WHAT YOU ARE ASKED TO DO>
Look through the data below for the line with "for _ in 0..15" and the line with "let mut lon", then output those two and all lines in between, exactly as written.

RECORDS TO USE>

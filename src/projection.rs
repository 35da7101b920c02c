//! Coordinate reference systems and re-projection to EPSG:4326.
//!
//! Only the inverse projections used by hydrofabric and web map layers are provided. Output is
//! `(longitude, latitude)` in degrees.

use crate::error::FlowmapError;

use std::f64::consts::{FRAC_PI_2, PI};
use std::fmt;

/// A coordinate reference system identified by authority and code, e.g. `EPSG:5070`.
#[derive(Clone, Debug, Eq, Hash, PartialEq)]
pub struct Crs {
    authority: String,
    code: i64,
}

impl Crs {
    /// Returns a CRS from an authority name and code.
    pub fn new(authority: &str, code: i64) -> Self {
        Self {
            authority: authority.to_uppercase(),
            code,
        }
    }

    /// Returns an EPSG CRS.
    pub fn epsg(code: i64) -> Self {
        Self::new("EPSG", code)
    }

    /// Whether coordinates are already longitude/latitude on WGS84.
    pub fn is_wgs84(&self) -> bool {
        self.authority == "EPSG" && self.code == 4326
    }

    /// Returns a transform from this CRS to EPSG:4326.
    pub fn reprojector(&self) -> Result<Box<dyn Reproject>, FlowmapError> {
        if self.authority != "EPSG" {
            return Err(FlowmapError::UnsupportedCrs {
                crs: self.to_string(),
            });
        }
        match self.code {
            // NAD83 differs from WGS84 by about a metre.
            4326 | 4269 => Ok(Box::new(Geographic)),
            3857 | 900913 => Ok(Box::new(WebMercator)),
            5070 | 6350 => Ok(Box::new(AlbersEqualArea::conus(Ellipsoid::GRS80))),
            5069 => Ok(Box::new(AlbersEqualArea::conus(Ellipsoid::CLARKE_1866))),
            _ => Err(FlowmapError::UnsupportedCrs {
                crs: self.to_string(),
            }),
        }
    }
}

impl fmt::Display for Crs {
    fn fmt(&self, f: &mut fmt::Formatter<'_>) -> fmt::Result {
        write!(f, "{}:{}", self.authority, self.code)
    }
}

/// Transform from projected coordinates to longitude/latitude degrees.
pub trait Reproject: Send + Sync {
    fn to_wgs84(&self, x: f64, y: f64) -> (f64, f64);
}

/// Geographic coordinates, passed through.
#[derive(Clone, Copy, Debug)]
pub struct Geographic;

impl Reproject for Geographic {
    fn to_wgs84(&self, x: f64, y: f64) -> (f64, f64) {
        (x, y)
    }
}

/// Spherical Web Mercator.
#[derive(Clone, Copy, Debug)]
pub struct WebMercator;

impl WebMercator {
    const RADIUS: f64 = 6_378_137.0;
}

impl Reproject for WebMercator {
    fn to_wgs84(&self, x: f64, y: f64) -> (f64, f64) {
        let lon = (x / Self::RADIUS).to_degrees();
        let lat = (2.0 * (y / Self::RADIUS).exp().atan() - FRAC_PI_2).to_degrees();
        (lon, lat)
    }
}

/// Reference ellipsoid.
#[derive(Clone, Copy, Debug, PartialEq)]
pub struct Ellipsoid {
    /// Semi-major axis in metres
    pub a: f64,
    /// Inverse flattening
    pub inverse_flattening: f64,
}

impl Ellipsoid {
    pub const GRS80: Ellipsoid = Ellipsoid {
        a: 6_378_137.0,
        inverse_flattening: 298.257_222_101,
    };

    pub const CLARKE_1866: Ellipsoid = Ellipsoid {
        a: 6_378_206.4,
        inverse_flattening: 294.978_698_213_898,
    };

    fn eccentricity_squared(&self) -> f64 {
        let f = 1.0 / self.inverse_flattening;
        2.0 * f - f * f
    }
}

/// Albers Equal Area conic on an ellipsoid (Snyder, Map Projections: A Working Manual, 14).
#[derive(Clone, Copy, Debug)]
pub struct AlbersEqualArea {
    a: f64,
    e: f64,
    e2: f64,
    lon0: f64,
    n: f64,
    c: f64,
    rho0: f64,
}

impl AlbersEqualArea {
    /// Returns the projection for the given standard parallels and origin, in degrees.
    pub fn new(ellipsoid: Ellipsoid, lat1: f64, lat2: f64, lat0: f64, lon0: f64) -> Self {
        let a = ellipsoid.a;
        let e2 = ellipsoid.eccentricity_squared();
        let e = e2.sqrt();
        let m = |phi: f64| phi.cos() / (1.0 - e2 * phi.sin().powi(2)).sqrt();
        let (phi1, phi2, phi0) = (lat1.to_radians(), lat2.to_radians(), lat0.to_radians());
        let (m1, m2) = (m(phi1), m(phi2));
        let (q0, q1, q2) = (q(e, e2, phi0), q(e, e2, phi1), q(e, e2, phi2));
        let n = if (lat1 - lat2).abs() < f64::EPSILON {
            phi1.sin()
        } else {
            (m1 * m1 - m2 * m2) / (q2 - q1)
        };
        let c = m1 * m1 + n * q1;
        let rho0 = a * (c - n * q0).sqrt() / n;
        Self {
            a,
            e,
            e2,
            lon0: lon0.to_radians(),
            n,
            c,
            rho0,
        }
    }

    /// CONUS Albers: standard parallels 29.5 and 45.5, origin 23N 96W.
    pub fn conus(ellipsoid: Ellipsoid) -> Self {
        Self::new(ellipsoid, 29.5, 45.5, 23.0, -96.0)
    }

    /// Project longitude/latitude degrees to metres.
    pub fn forward(&self, lon: f64, lat: f64) -> (f64, f64) {
        let q = q(self.e, self.e2, lat.to_radians());
        let rho = self.a * (self.c - self.n * q).sqrt() / self.n;
        let theta = self.n * (lon.to_radians() - self.lon0);
        (rho * theta.sin(), self.rho0 - rho * theta.cos())
    }
}

impl Reproject for AlbersEqualArea {
    fn to_wgs84(&self, x: f64, y: f64) -> (f64, f64) {
        let dy = self.rho0 - y;
        let rho = (x * x + dy * dy).sqrt();
        let theta = if self.n < 0.0 {
            (-x).atan2(-dy)
        } else {
            x.atan2(dy)
        };
        let q = (self.c - (rho * self.n / self.a).powi(2)) / self.n;

        let limit = 1.0 - (1.0 - self.e2) / (2.0 * self.e) * ((1.0 - self.e) / (1.0 + self.e)).ln();
        let phi = if (q.abs() - limit.abs()).abs() < 1e-12 {
            FRAC_PI_2.copysign(q)
        } else {
            let mut phi = (q / 2.0).clamp(-1.0, 1.0).asin();
            for _ in 0..15 {
                let sin = phi.sin();
                let one_minus = 1.0 - self.e2 * sin * sin;
                let delta = one_minus * one_minus / (2.0 * phi.cos())
                    * (q / (1.0 - self.e2) - sin / one_minus
                        + 1.0 / (2.0 * self.e)
                            * ((1.0 - self.e * sin) / (1.0 + self.e * sin)).ln());
                phi += delta;
                if delta.abs() < 1e-12 {
                    break;
                }
            }
            phi
        };
        let mut lon = self.lon0 + theta / self.n;
        if lon > PI {
            lon -= 2.0 * PI;
        } else if lon < -PI {
            lon += 2.0 * PI;
        }
        (lon.to_degrees(), phi.to_degrees())
    }
}

fn q(e: f64, e2: f64, phi: f64) -> f64 {
    let sin = phi.sin();
    (1.0 - e2)
        * (sin / (1.0 - e2 * sin * sin)
            - 1.0 / (2.0 * e) * ((1.0 - e * sin) / (1.0 + e * sin)).ln())
}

WRITTEN ANSWER>
            for _ in 0..15 {
                let sin = phi.sin();
                let one_minus = 1.0 - self.e2 * sin * sin;
                let delta = one_minus * one_minus / (2.0 * phi.cos())
                    * (q / (1.0 - self.e2) - sin / one_minus
                        + 1.0 / (2.0 * self.e)
                            * ((1.0 - self.e * sin) / (1.0 + self.e * sin)).ln());
                phi += delta;
                if delta.abs() < 1e-12 {
                    break;
                }
            }
            phi
        };
        let mut lon = self.lon0 + theta / self.n;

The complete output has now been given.